* **Try it**:
Copy out, from the data, each line containing the string "ToolDefinition".
====== Input records ======
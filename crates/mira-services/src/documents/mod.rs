//! Document upload into content-addressed storage plus the ledger.

mod upload;

pub use upload::DocumentService;
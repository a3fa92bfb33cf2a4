use mira_core::models::Tenant;
use mira_core::AppError;
use sqlx::{PgConnection, PgPool, Postgres};
use uuid::Uuid;

#[derive(Clone)]
pub struct TenantRepository {
    pool: PgPool,
}

impl TenantRepository {
    pub fn new(pool: PgPool) -> Self {
        Self { pool }
    }

    #[tracing::instrument(skip(self), fields(db.table = "companies", db.operation = "select"))]
    pub async fn get(&self, id: Uuid) -> Result<Option<Tenant>, AppError> {
        sqlx::query_as::<Postgres, Tenant>("SELECT * FROM companies WHERE id = $1")
            .bind(id)
            .fetch_optional(&self.pool)
            .await
            .map_err(|e| {
                tracing::error!(error = %e, "Failed to get company");
                AppError::Database(e)
            })
    }

    #[tracing::instrument(skip(self), fields(db.table = "companies", db.operation = "select"))]
    pub async fn find_by_domain(&self, domain: &str) -> Result<Option<Tenant>, AppError> {
        let mut conn = self.pool.acquire().await.map_err(AppError::Database)?;
        find_by_domain(&mut conn, domain).await
    }

    /// Look up by domain first, then by name; a tenant found by name
    /// without a domain gets the domain attached. Created when absent.
    #[tracing::instrument(skip(self), fields(db.table = "companies", db.operation = "upsert"))]
    pub async fn get_or_create(
        &self,
        name: &str,
        domain: Option<&str>,
    ) -> Result<Tenant, AppError> {
        let mut conn = self.pool.acquire().await.map_err(AppError::Database)?;
        get_or_create_in(&mut conn, name, domain).await
    }
}

pub(crate) async fn find_by_domain(
    conn: &mut PgConnection,
    domain: &str,
) -> Result<Option<Tenant>, AppError> {
    sqlx::query_as::<Postgres, Tenant>("SELECT * FROM companies WHERE domain = $1")
        .bind(domain)
        .fetch_optional(conn)
        .await
        .map_err(|e| {
            tracing::error!(error = %e, domain = %domain, "Failed to get company by domain");
            AppError::Database(e)
        })
}

pub(crate) async fn get_or_create_in(
    conn: &mut PgConnection,
    name: &str,
    domain: Option<&str>,
) -> Result<Tenant, AppError> {
    if let Some(domain) = domain {
        if let Some(tenant) = find_by_domain(&mut *conn, domain).await? {
            return Ok(tenant);
        }
    }

    let by_name = sqlx::query_as::<Postgres, Tenant>(
        r#"
        SELECT * FROM companies
        WHERE name = $1
        ORDER BY created_at ASC
        LIMIT 1
        "#,
    )
    .bind(name)
    .fetch_optional(&mut *conn)
    .await
    .map_err(|e| {
        tracing::error!(error = %e, "Failed to get company by name");
        AppError::Database(e)
    })?;

    if let Some(tenant) = by_name {
        return match (tenant.domain.as_deref(), domain) {
            (None, Some(domain)) => attach_domain(conn, tenant.id, domain).await,
            _ => Ok(tenant),
        };
    }

    // A concurrent insert for the same domain wins; re-read it instead.
    let inserted = sqlx::query_as::<Postgres, Tenant>(
        r#"
        INSERT INTO companies (name, domain)
        VALUES ($1, $2)
        ON CONFLICT (domain) DO NOTHING
        RETURNING *
        "#,
    )
    .bind(name)
    .bind(domain)
    .fetch_optional(&mut *conn)
    .await
    .map_err(|e| {
        tracing::error!(error = %e, "Failed to create company");
        AppError::Database(e)
    })?;

    match inserted {
        Some(tenant) => {
            tracing::info!(tenant_id = %tenant.id, name = %name, "Company created");
            Ok(tenant)
        }
        None => {
            let domain = domain.unwrap_or_default();
            find_by_domain(conn, domain)
                .await?
                .ok_or_else(|| AppError::Internal(format!("Company for {} vanished", domain)))
        }
    }
}

async fn attach_domain(
    conn: &mut PgConnection,
    tenant_id: Uuid,
    domain: &str,
) -> Result<Tenant, AppError> {
    let tenant = sqlx::query_as::<Postgres, Tenant>(
        r#"
        UPDATE companies SET domain = $2
        WHERE id = $1
        RETURNING *
        "#,
    )
    .bind(tenant_id)
    .bind(domain)
    .fetch_one(conn)
    .await
    .map_err(|e| {
        tracing::error!(error = %e, tenant_id = %tenant_id, "Failed to attach domain to company");
        AppError::Database(e)
    })?;

    tracing::info!(tenant_id = %tenant_id, domain = %domain, "Domain attached to company");
    Ok(tenant)
}
#[cfg(feature = "storage-local")]
use crate::LocalStorage;
#[cfg(feature = "storage-s3")]
use crate::S3Storage;
use crate::{Storage, StorageBackend, StorageError, StorageResult};
use mira_core::Config;
use std::sync::Arc;

/// Create the storage backend chosen by configuration: S3 when every S3
/// variable is present, otherwise the local uploads directory.
pub async fn create_storage(config: &Config) -> StorageResult<Arc<dyn Storage>> {
    match config.storage_backend() {
        #[cfg(feature = "storage-s3")]
        StorageBackend::S3 => {
            let s3 = config
                .s3
                .as_ref()
                .ok_or_else(|| StorageError::ConfigError("S3_BUCKET not configured".to_string()))?;
            let storage = S3Storage::new(s3)?;
            tracing::info!(bucket = %s3.bucket, endpoint = %s3.endpoint, "Using S3 storage");
            Ok(Arc::new(storage))
        }

        #[cfg(not(feature = "storage-s3"))]
        StorageBackend::S3 => Err(StorageError::ConfigError(
            "S3 storage backend not available (storage-s3 feature not enabled)".to_string(),
        )),

        #[cfg(feature = "storage-local")]
        StorageBackend::Local => {
            let storage = LocalStorage::new(config.uploads_dir.clone()).await?;
            tracing::info!(path = %config.uploads_dir.display(), "Using local storage");
            Ok(Arc::new(storage))
        }

        #[cfg(not(feature = "storage-local"))]
        StorageBackend::Local => Err(StorageError::ConfigError(
            "Local storage backend not available (storage-local feature not enabled)".to_string(),
        )),
    }
}
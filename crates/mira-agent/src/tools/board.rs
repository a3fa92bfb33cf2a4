use serde::Deserialize;
use serde_json::{json, Value};
use std::sync::Arc;

use mira_services::providers::{BoardData, ToolDefinition};

use super::{parse_input, Tool, ToolFuture, ToolOutput, TurnContext};
use crate::context::AgentContext;

pub const TRELLO_NOT_CONFIGURED: &str = "⚠️ **Trello credentials not configured!** Please save your Trello API key and token (trello_api_key, trello_token).";

#[derive(Deserialize)]
pub(super) struct BoardInput {
    pub board_id_or_url: String,
}

pub(super) fn board_input_schema() -> Value {
    json!({
        "type": "object",
        "properties": {
            "board_id_or_url": {
                "type": "string",
                "description": "Trello board ID or full URL (e.g. 'abc123' or 'https://trello.com/b/abc123/board-name')"
            }
        },
        "required": ["board_id_or_url"]
    })
}

/// Board lists as `### <list>` blocks, `- (No cards)` for empty lists.
pub fn format_board(board: &BoardData) -> String {
    let mut output = String::from("**Trello Board Data:**\n\n");
    for (list, cards) in board.summaries() {
        output.push_str(&format!("### {}\n", list));
        if cards.is_empty() {
            output.push_str("- (No cards)\n");
        } else {
            for card in cards {
                output.push_str(&card);
                output.push('\n');
            }
        }
        output.push('\n');
    }
    output
}

/// `fetch_trello_board(board_id_or_url)`
pub struct FetchBoardTool {
    context: Arc<AgentContext>,
}

impl FetchBoardTool {
    pub fn new(context: Arc<AgentContext>) -> Self {
        Self { context }
    }
}

impl Tool for FetchBoardTool {
    fn definition(&self) -> ToolDefinition {
        ToolDefinition {
            name: "fetch_trello_board".to_string(),
            description: "Fetch live task data from a Trello board. Use this tool when you need \
                to check task status or project progress."
                .to_string(),
            input_schema: board_input_schema(),
        }
    }

    fn execute<'a>(&'a self, _turn: &'a TurnContext<'a>, input: Value) -> ToolFuture<'a> {
        Box::pin(async move {
            let input: BoardInput = match parse_input("fetch_trello_board", input) {
                Ok(input) => input,
                Err(output) => return Ok(output),
            };
            let Some(board) = self.context.board() else {
                return Ok(ToolOutput::success(TRELLO_NOT_CONFIGURED));
            };

            match board.fetch_board(&input.board_id_or_url).await {
                Ok(data) => Ok(ToolOutput::success(format_board(&data))),
                Err(e) => Ok(ToolOutput::error(format!("Error fetching Trello data: {}", e))),
            }
        })
    }
}

#[cfg(test)]
mod tests {
    use super::*;
    use crate::session::ChatSession;
    use mira_services::test_helpers::{card, FakeBoard};

    fn fake_board() -> Arc<FakeBoard> {
        Arc::new(FakeBoard::new(
            "b1",
            vec![
                ("To Do", vec![card("Task A", "", None)]),
                ("Done", vec![card("Task B", "", Some("2025-01-01T09:00:00.000Z"))]),
                ("Blocked", vec![]),
            ],
        ))
    }

    async fn run(tool: &FetchBoardTool, board_ref: &str) -> ToolOutput {
        let session = ChatSession::default();
        let turn = TurnContext {
            vector_index: None,
            state: &session.artifacts,
        };
        tool.execute(&turn, json!({ "board_id_or_url": board_ref }))
            .await
            .unwrap()
    }

    #[tokio::test]
    async fn lists_cards_per_list() {
        let tool = FetchBoardTool::new(Arc::new(AgentContext::new(0.7, 10).with_board(fake_board())));
        let output = run(&tool, "https://trello.com/b/b1/project").await;
        assert_eq!(
            output.content,
            "**Trello Board Data:**\n\n### To Do\n- Task A\n\n### Done\n- Task B (Due: 2025-01-01)\n\n### Blocked\n- (No cards)\n\n"
        );
    }

    #[tokio::test]
    async fn missing_credentials_message() {
        let tool = FetchBoardTool::new(Arc::new(AgentContext::new(0.7, 10)));
        let output = run(&tool, "b1").await;
        assert_eq!(output.content, TRELLO_NOT_CONFIGURED);
    }

    #[tokio::test]
    async fn board_errors_are_observations() {
        let tool = FetchBoardTool::new(Arc::new(AgentContext::new(0.7, 10).with_board(fake_board())));
        let output = run(&tool, "unknown").await;
        assert!(output.is_error);
        assert!(output
            .content
            .starts_with("Error fetching Trello data: Invalid Board ID or credentials"));
    }
}
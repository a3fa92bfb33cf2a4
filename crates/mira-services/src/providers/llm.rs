//! Chat completions with function tools (OpenAI format).

use async_trait::async_trait;
use reqwest::Client;
use serde::Deserialize;
use serde_json::{json, Value};

use mira_core::OpenAiConfig;

use super::{http_client, ProviderError};

const SERVICE: &str = "OpenAI";

#[derive(Debug, Clone, Copy, PartialEq, Eq)]
pub enum Role {
    User,
    Assistant,
}

#[derive(Debug, Clone, PartialEq)]
pub enum ContentBlock {
    Text {
        text: String,
    },
    ToolUse {
        id: String,
        name: String,
        input: Value,
    },
    ToolResult {
        tool_use_id: String,
        content: String,
        is_error: bool,
    },
}

#[derive(Debug, Clone, PartialEq)]
pub struct Message {
    pub role: Role,
    pub content: Vec<ContentBlock>,
}

impl Message {
    pub fn user(text: impl Into<String>) -> Self {
        Self {
            role: Role::User,
            content: vec![ContentBlock::Text { text: text.into() }],
        }
    }

    pub fn assistant(text: impl Into<String>) -> Self {
        Self {
            role: Role::Assistant,
            content: vec![ContentBlock::Text { text: text.into() }],
        }
    }

    pub fn tool_results(results: Vec<ContentBlock>) -> Self {
        Self {
            role: Role::User,
            content: results,
        }
    }

    /// Concatenated text blocks.
    pub fn text(&self) -> String {
        self.content
            .iter()
            .filter_map(|b| match b {
                ContentBlock::Text { text } => Some(text.as_str()),
                _ => None,
            })
            .collect()
    }
}

#[derive(Debug, Clone, PartialEq)]
pub struct ToolDefinition {
    pub name: String,
    pub description: String,
    pub input_schema: Value,
}

#[derive(Debug, Clone, PartialEq)]
pub struct ToolCall {
    pub id: String,
    pub name: String,
    pub input: Value,
}

#[derive(Debug, Clone)]
pub struct ChatRequest {
    pub system: String,
    pub messages: Vec<Message>,
    pub tools: Vec<ToolDefinition>,
    pub temperature: f32,
}

#[derive(Debug, Clone, Default, PartialEq)]
pub struct ChatResponse {
    pub content: Vec<ContentBlock>,
}

impl ChatResponse {
    pub fn text(&self) -> String {
        self.content
            .iter()
            .filter_map(|b| match b {
                ContentBlock::Text { text } => Some(text.as_str()),
                _ => None,
            })
            .collect::<Vec<_>>()
            .join("")
    }

    pub fn tool_calls(&self) -> Vec<ToolCall> {
        self.content
            .iter()
            .filter_map(|b| match b {
                ContentBlock::ToolUse { id, name, input } => Some(ToolCall {
                    id: id.clone(),
                    name: name.clone(),
                    input: input.clone(),
                }),
                _ => None,
            })
            .collect()
    }
}

/// Chat-completion provider.
#[async_trait]
pub trait LlmProvider: Send + Sync {
    fn model(&self) -> &str;

    async fn chat(&self, request: ChatRequest) -> Result<ChatResponse, ProviderError>;

    /// Single-shot completion without tools.
    async fn complete(
        &self,
        system: &str,
        user: &str,
        temperature: f32,
    ) -> Result<String, ProviderError> {
        let response = self
            .chat(ChatRequest {
                system: system.to_string(),
                messages: vec![Message::user(user)],
                tools: Vec::new(),
                temperature,
            })
            .await?;
        Ok(response.text())
    }
}

/// OpenAI `/chat/completions` client.
pub struct OpenAiChatClient {
    client: Client,
    base_url: String,
    api_key: String,
    model: String,
    timeout_secs: u64,
}

impl std::fmt::Debug for OpenAiChatClient {
    fn fmt(&self, f: &mut std::fmt::Formatter<'_>) -> std::fmt::Result {
        f.debug_struct("OpenAiChatClient")
            .field("base_url", &self.base_url)
            .field("model", &self.model)
            .finish()
    }
}

impl OpenAiChatClient {
    pub fn new(
        api_key: impl Into<String>,
        config: &OpenAiConfig,
        timeout_secs: u64,
    ) -> Result<Self, ProviderError> {
        let api_key = api_key.into();
        if api_key.trim().is_empty() {
            return Err(ProviderError::NotConfigured {
                service: SERVICE,
                message: "openai_api_key is not set".to_string(),
            });
        }
        Ok(Self {
            client: http_client(SERVICE, timeout_secs)?,
            base_url: config.base_url.trim_end_matches('/').to_string(),
            api_key,
            model: config.model.clone(),
            timeout_secs,
        })
    }

    pub fn with_model(mut self, model: impl Into<String>) -> Self {
        self.model = model.into();
        self
    }
}

#[async_trait]
impl LlmProvider for OpenAiChatClient {
    fn model(&self) -> &str {
        &self.model
    }

    async fn chat(&self, request: ChatRequest) -> Result<ChatResponse, ProviderError> {
        let start = std::time::Instant::now();
        let body = build_request(&self.model, &request);

        let response = self
            .client
            .post(format!("{}/chat/completions", self.base_url))
            .bearer_auth(&self.api_key)
            .json(&body)
            .send()
            .await
            .map_err(|e| ProviderError::from_reqwest(SERVICE, self.timeout_secs, e))?;

        if !response.status().is_success() {
            let err = ProviderError::from_response(SERVICE, response).await;
            tracing::warn!(error = %err, model = %self.model, "Chat completion failed");
            return Err(err);
        }

        let parsed: ApiResponse = response
            .json()
            .await
            .map_err(|e| ProviderError::from_reqwest(SERVICE, self.timeout_secs, e))?;
        let result = into_chat_response(parsed)?;

        tracing::debug!(
            model = %self.model,
            tool_calls = result.tool_calls().len(),
            duration_ms = start.elapsed().as_secs_f64() * 1000.0,
            "Chat completion received"
        );
        Ok(result)
    }
}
======
* **Result for this exercise**:
use mira_services::providers::{BoardData, ToolDefinition};
    fn definition(&self) -> ToolDefinition {
        ToolDefinition {
pub struct ToolDefinition {
    pub tools: Vec<ToolDefinition>,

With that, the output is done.